Electronic trading platform

Millennium Exchange is the electronic trading platform currently used and developed by the London Stock Exchange Group. It has also been sold and is in use by a number of other exchanges around the world.

== History ==
In 2009, the London Stock Exchange Group was unhappy with the cost and the insufficient speed of their electronic trading platform, TradElect, so after only two years of operating TradElect they decided to switch to a new platform. The LSE investigated the possibility of building a new system in-house, but eventually decided on acquiring the existing, Linux-based system, Millennium Exchange, which had a lower, sub-millisecond latency.

===Acquisition===
LSE acquired the system through acquisition of, Sri Lanka–based MillenniumIT – the original creators of the software, for £18m in 2009. In its annual report, the LSE said that it expected the switch to Millennium Exchange to save $16m per year starting from the 2012 financial year.

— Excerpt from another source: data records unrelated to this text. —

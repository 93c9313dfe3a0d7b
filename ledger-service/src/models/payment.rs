//! Payment record and its status lifecycle.
//!
//! Stored field names are camelCase so documents written by the existing CRM
//! (`receiptNumber`, `netAmount`, `discount.amount`, ...) stay readable.

use mongodb::bson::DateTime;
use rust_decimal::Decimal;
use serde::{Deserialize, Serialize};

#[derive(Debug, Clone, Copy, PartialEq, Eq, Hash, PartialOrd, Ord, Serialize, Deserialize)]
#[serde(rename_all = "snake_case")]
pub enum PaymentMethod {
    Cash,
    Card,
    BankTransfer,
    Payme,
    Click,
    Uzum,
}

impl PaymentMethod {
    pub fn as_str(&self) -> &'static str {
        match self {
            Self::Cash => "cash",
            Self::Card => "card",
            Self::BankTransfer => "bank_transfer",
            Self::Payme => "payme",
            Self::Click => "click",
            Self::Uzum => "uzum",
        }
    }
}

impl std::fmt::Display for PaymentMethod {
    fn fmt(&self, f: &mut std::fmt::Formatter<'_>) -> std::fmt::Result {
        write!(f, "{}", self.as_str())
    }
}

#[derive(Debug, Clone, Copy, PartialEq, Eq, Hash, Serialize, Deserialize)]
#[serde(rename_all = "lowercase")]
pub enum PaymentStatus {
    Pending,
    Completed,
    Failed,
    Refunded,
}

impl PaymentStatus {
    pub fn as_str(&self) -> &'static str {
        match self {
            Self::Pending => "pending",
            Self::Completed => "completed",
            Self::Failed => "failed",
            Self::Refunded => "refunded",
        }
    }

    /// Allowed moves: pending -> completed | failed, completed -> refunded.
    pub fn can_transition_to(self, next: PaymentStatus) -> bool {
        matches!(
            (self, next),
            (Self::Pending, Self::Completed)
                | (Self::Pending, Self::Failed)
                | (Self::Completed, Self::Refunded)
        )
    }

    /// Settled payments have moved money and may never be deleted.
    pub fn is_settled(self) -> bool {
        matches!(self, Self::Completed | Self::Refunded)
    }
}

impl std::fmt::Display for PaymentStatus {
    fn fmt(&self, f: &mut std::fmt::Formatter<'_>) -> std::fmt::Result {
        write!(f, "{}", self.as_str())
    }
}

/// What the payment is for (`paymentFor.type`).
#[derive(Debug, Clone, Copy, PartialEq, Eq, Serialize, Deserialize)]
#[serde(rename_all = "lowercase")]
pub enum PaymentPurpose {
    Tuition,
    Registration,
    Materials,
    Exam,
    Certificate,
    Other,
}

#[derive(Debug, Clone, PartialEq, Serialize, Deserialize)]
#[serde(rename_all = "camelCase")]
pub struct PaymentFor {
    #[serde(rename = "type")]
    pub kind: PaymentPurpose,
    #[serde(default, skip_serializing_if = "Option::is_none")]
    pub description: Option<String>,
    #[serde(default, skip_serializing_if = "Option::is_none")]
    pub group_id: Option<String>,
    #[serde(default, skip_serializing_if = "Option::is_none")]
    pub course_id: Option<String>,
    #[serde(default, skip_serializing_if = "Option::is_none")]
    pub month: Option<String>,
    #[serde(default, skip_serializing_if = "Option::is_none")]
    pub year: Option<i32>,
}

#[derive(Debug, Clone, Default, PartialEq, Serialize, Deserialize)]
#[serde(rename_all = "camelCase")]
pub struct Discount {
    #[serde(default)]
    pub amount: Decimal,
    #[serde(default)]
    pub percentage: Decimal,
    #[serde(default, skip_serializing_if = "Option::is_none")]
    pub reason: Option<String>,
}

#[derive(Debug, Clone, Default, PartialEq, Serialize, Deserialize)]
#[serde(rename_all = "camelCase")]
pub struct LateFee {
    #[serde(default)]
    pub amount: Decimal,
    #[serde(default)]
    pub days_late: i32,
}

#[derive(Debug, Clone, PartialEq, Serialize, Deserialize)]
#[serde(rename_all = "camelCase")]
pub struct Refund {
    pub amount: Decimal,
    pub reason: String,
    pub refunded_by: String,
    pub refund_date: DateTime,
}

#[derive(Debug, Clone, PartialEq, Serialize, Deserialize)]
#[serde(rename_all = "camelCase")]
pub struct Payment {
    #[serde(rename = "_id")]
    pub id: String,
    pub organization_id: String,
    pub student_id: String,
    pub receipt_number: String,

    pub amount: Decimal,
    pub currency: String,
    #[serde(default)]
    pub discount: Discount,
    #[serde(default)]
    pub late_fee: LateFee,
    pub net_amount: Decimal,

    pub payment_method: PaymentMethod,
    pub payment_for: PaymentFor,
    pub status: PaymentStatus,

    pub payment_date: DateTime,
    #[serde(default, skip_serializing_if = "Option::is_none")]
    pub due_date: Option<DateTime>,
    #[serde(default, skip_serializing_if = "Option::is_none")]
    pub transaction_id: Option<String>,

    pub collected_by: String,
    #[serde(default, skip_serializing_if = "Option::is_none")]
    pub verified_by: Option<String>,
    #[serde(default, skip_serializing_if = "Option::is_none")]
    pub verified_at: Option<DateTime>,
    #[serde(default, skip_serializing_if = "Option::is_none")]
    pub notes: Option<String>,
    #[serde(default, skip_serializing_if = "Option::is_none")]
    pub refund: Option<Refund>,

    pub created_at: DateTime,
    pub updated_at: DateTime,
}

/// Largest money value accepted on input: 10^15.
pub const MAX_MONEY: Decimal = Decimal::from_parts(0xA4C6_8000, 0x0003_8D7E, 0, false, 0);

/// `amount - discount.amount + lateFee.amount`, or `None` on overflow.
pub fn net_amount(amount: Decimal, discount: &Discount, late_fee: &LateFee) -> Option<Decimal> {
    amount
        .checked_sub(discount.amount)?
        .checked_add(late_fee.amount)
}

/// A conditional status move applied by the store only while the payment is
/// still in the expected source status.
#[derive(Debug, Clone, PartialEq)]
pub enum StatusChange {
    Verify { verified_by: String, at: DateTime },
    Refund(Refund),
    Fail,
}

impl StatusChange {
    pub fn from_status(&self) -> PaymentStatus {
        match self {
            Self::Verify { .. } | Self::Fail => PaymentStatus::Pending,
            Self::Refund(_) => PaymentStatus::Completed,
        }
    }

    pub fn to_status(&self) -> PaymentStatus {
        match self {
            Self::Verify { .. } => PaymentStatus::Completed,
            Self::Refund(_) => PaymentStatus::Refunded,
            Self::Fail => PaymentStatus::Failed,
        }
    }

    /// Applies the change to an in-memory copy. Callers check the source status.
    pub fn apply(&self, payment: &mut Payment, now: DateTime) {
        payment.status = self.to_status();
        payment.updated_at = now;
        match self {
            Self::Verify { verified_by, at } => {
                payment.verified_by = Some(verified_by.clone());
                payment.verified_at = Some(*at);
            }
            Self::Refund(refund) => payment.refund = Some(refund.clone()),
            Self::Fail => {}
        }
    }
}
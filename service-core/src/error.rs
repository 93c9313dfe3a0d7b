use axum::{
    Json,
    http::StatusCode,
    response::{IntoResponse, Response},
};
use serde::Serialize;
use thiserror::Error;

#[derive(Debug, Error)]
pub enum AppError {
    #[error("Validation error: {0}")]
    ValidationError(#[from] validator::ValidationErrors),

    #[error("Bad request: {0}")]
    BadRequest(anyhow::Error),

    #[error("Not found: {0}")]
    NotFound(anyhow::Error),

    #[error("Unauthorized: {0}")]
    Unauthorized(anyhow::Error),

    #[error("Forbidden: {0}")]
    Forbidden(anyhow::Error),

    #[error("Conflict: {0}")]
    Conflict(anyhow::Error),

    #[error("Internal server error: {0}")]
    InternalError(#[from] anyhow::Error),

    /// A write succeeded but a dependent write did not; operators must reconcile.
    #[error("Partial failure: {0}")]
    PartialFailure(anyhow::Error),

    #[error("Service Unavailable")]
    ServiceUnavailable,

    #[error("Database error: {0}")]
    DatabaseError(anyhow::Error),

    #[error("Configuration error: {0}")]
    ConfigError(anyhow::Error),
}

impl From<config::ConfigError> for AppError {
    fn from(err: config::ConfigError) -> Self {
        AppError::ConfigError(anyhow::Error::new(err))
    }
}

impl From<std::io::Error> for AppError {
    fn from(err: std::io::Error) -> Self {
        AppError::InternalError(anyhow::Error::new(err))
    }
}

impl From<mongodb::error::Error> for AppError {
    fn from(err: mongodb::error::Error) -> Self {
        AppError::DatabaseError(anyhow::Error::new(err))
    }
}

impl IntoResponse for AppError {
    fn into_response(self) -> Response {
        #[derive(Serialize)]
        struct ErrorResponse {
            error: String,
            #[serde(skip_serializing_if = "Option::is_none")]
            details: Option<String>,
        }

        let (status, error_message, details) = match self {
            AppError::ValidationError(err) => (
                StatusCode::UNPROCESSABLE_ENTITY,
                "Validation error".to_string(),
                Some(err.to_string()),
            ),
            AppError::BadRequest(err) => (StatusCode::BAD_REQUEST, err.to_string(), None),
            AppError::NotFound(err) => (StatusCode::NOT_FOUND, err.to_string(), None),
            AppError::Unauthorized(err) => (StatusCode::UNAUTHORIZED, err.to_string(), None),
            AppError::Forbidden(err) => (StatusCode::FORBIDDEN, err.to_string(), None),
            AppError::Conflict(err) => (StatusCode::CONFLICT, err.to_string(), None),
            AppError::InternalError(err) => (
                StatusCode::INTERNAL_SERVER_ERROR,
                "Internal server error".to_string(),
                Some(format!("{:#}", err)),
            ),
            AppError::PartialFailure(err) => (
                StatusCode::INTERNAL_SERVER_ERROR,
                "Reconciliation required".to_string(),
                Some(err.to_string()),
            ),
            AppError::ServiceUnavailable => (
                StatusCode::SERVICE_UNAVAILABLE,
                "Service unavailable".to_string(),
                None,
            ),
            AppError::DatabaseError(err) => (
                StatusCode::INTERNAL_SERVER_ERROR,
                "Database error".to_string(),
                Some(err.to_string()),
            ),
            AppError::ConfigError(err) => (
                StatusCode::INTERNAL_SERVER_ERROR,
                "Configuration error".to_string(),
                Some(err.to_string()),
            ),
        };

        (
            status,
            Json(ErrorResponse {
                error: error_message,
                details,
            }),
        )
            .into_response()
    }
}
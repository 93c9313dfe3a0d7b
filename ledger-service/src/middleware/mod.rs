pub mod tenant;

pub use tenant::{Role, TenantContext, COLLECTORS, MANAGERS, STAFF};
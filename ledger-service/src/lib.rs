//! Ledger Service - student payments and balances for the education CRM.

pub mod config;
pub mod dtos;
pub mod handlers;
pub mod middleware;
pub mod models;
pub mod services;
pub mod startup;

use axum::{
    http::{header, HeaderName, HeaderValue, Method, Request},
    middleware::from_fn,
    routing::{get, post},
    Router,
};
use service_core::middleware::{
    metrics::metrics_middleware, security_headers::security_headers_middleware,
    tracing::request_id_middleware,
};
use std::sync::Arc;
use tower_http::{
    cors::{Any, CorsLayer},
    trace::TraceLayer,
};

use crate::config::LedgerConfig;
use crate::services::{PaymentLedger, ReceiptNotifier};

#[derive(Clone)]
pub struct AppState {
    pub config: LedgerConfig,
    pub ledger: Arc<PaymentLedger>,
    pub notifier: Arc<ReceiptNotifier>,
}

pub fn build_router(state: AppState) -> Router {
    use handlers::payments;

    let cors = cors_layer(&state.config.allowed_origins);

    Router::new()
        .route("/health", get(handlers::health_check))
        .route("/ready", get(handlers::readiness_check))
        .route("/metrics", get(handlers::metrics))
        .route(
            "/payments",
            post(payments::create_payment).get(payments::list_payments),
        )
        .route("/payments/statistics", get(payments::get_statistics))
        .route("/payments/today", get(payments::get_today))
        .route("/payments/pending", get(payments::get_pending))
        .route("/payments/overdue", get(payments::get_overdue))
        .route("/payments/late-fee/:student_id", get(payments::get_late_fee))
        .route(
            "/payments/:id",
            get(payments::get_payment)
                .put(payments::update_payment)
                .delete(payments::delete_payment),
        )
        .route("/payments/:id/refund", post(payments::refund_payment))
        .route("/payments/:id/verify", post(payments::verify_payment))
        .route("/payments/:id/receipt", get(payments::get_receipt))
        .route(
            "/students/:student_id/payments",
            get(payments::student_history),
        )
        .with_state(state)
        .layer(from_fn(metrics_middleware))
        .layer(
            TraceLayer::new_for_http().make_span_with(|request: &Request<_>| {
                let request_id = request
                    .headers()
                    .get("x-request-id")
                    .and_then(|value| value.to_str().ok())
                    .unwrap_or("-");

                tracing::info_span!(
                    "http_request",
                    request_id = %request_id,
                    method = %request.method(),
                    uri = %request.uri(),
                    org_id = tracing::field::Empty,
                    user_id = tracing::field::Empty,
                )
            }),
        )
        .layer(from_fn(request_id_middleware))
        .layer(from_fn(security_headers_middleware))
        .layer(cors)
}

fn cors_layer(allowed_origins: &[String]) -> CorsLayer {
    let layer = CorsLayer::new()
        .allow_methods([
            Method::GET,
            Method::POST,
            Method::PUT,
            Method::DELETE,
            Method::OPTIONS,
        ])
        .allow_headers([
            header::AUTHORIZATION,
            header::CONTENT_TYPE,
            HeaderName::from_static("x-org-id"),
            HeaderName::from_static("x-user-id"),
            HeaderName::from_static("x-user-role"),
            HeaderName::from_static("x-request-id"),
        ]);

    if allowed_origins.is_empty() {
        return layer.allow_origin(Any);
    }

    let origins: Vec<HeaderValue> = allowed_origins
        .iter()
        .filter_map(|o| match o.parse::<HeaderValue>() {
            Ok(value) => Some(value),
            Err(e) => {
                tracing::error!("Invalid CORS origin '{}': {}. Skipping.", o, e);
                None
            }
        })
        .collect();
    layer.allow_origin(origins)
}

===Software launch and initial problems===
In October 2010, the London Stock Exchange claimed that Millennium Exchange had broken the world record for trade speed, with 126 microsecond trading times being recorded on the Turquoise dark pool trading venue, and said that it would go live on 1 November.

The system was taken out of service following a 2-hour outage of the Turquoise venue on 2 November 2010. The incident was, according to LSE officials, caused by human error that "may have occurred in suspicious circumstances." Plans were to introduce Millennium Exchange on the main share trading platform as well, in December. The LSE stated it was hoping the software would be ready for use again early in 2011.

===Competing against specialist electronic rivals===
In February 2011, the London Stock Exchange finished the switch to Linux. LSE chief executive Xavier Rolet said that the exchange, once a monopoly, would deliver record speed and stable trading in order to fight back against the fast erosion of its dominant marketshare by specialist electronic rivals.

== Users ==
As well as the London Stock Exchange the system has been sold to a number of other exchanges including BYMA - Argentina, Johannesburg Stock Exchange and the Bolsa de Valores de Lima. On January 22, 2019, the London Stock Exchange Group announced that its Millennium Exchange matching engine had been selected by the Hong Kong headquartered digital asset trade platform AAX. It is the first time LSEG technology is used to power a digital asset exchange.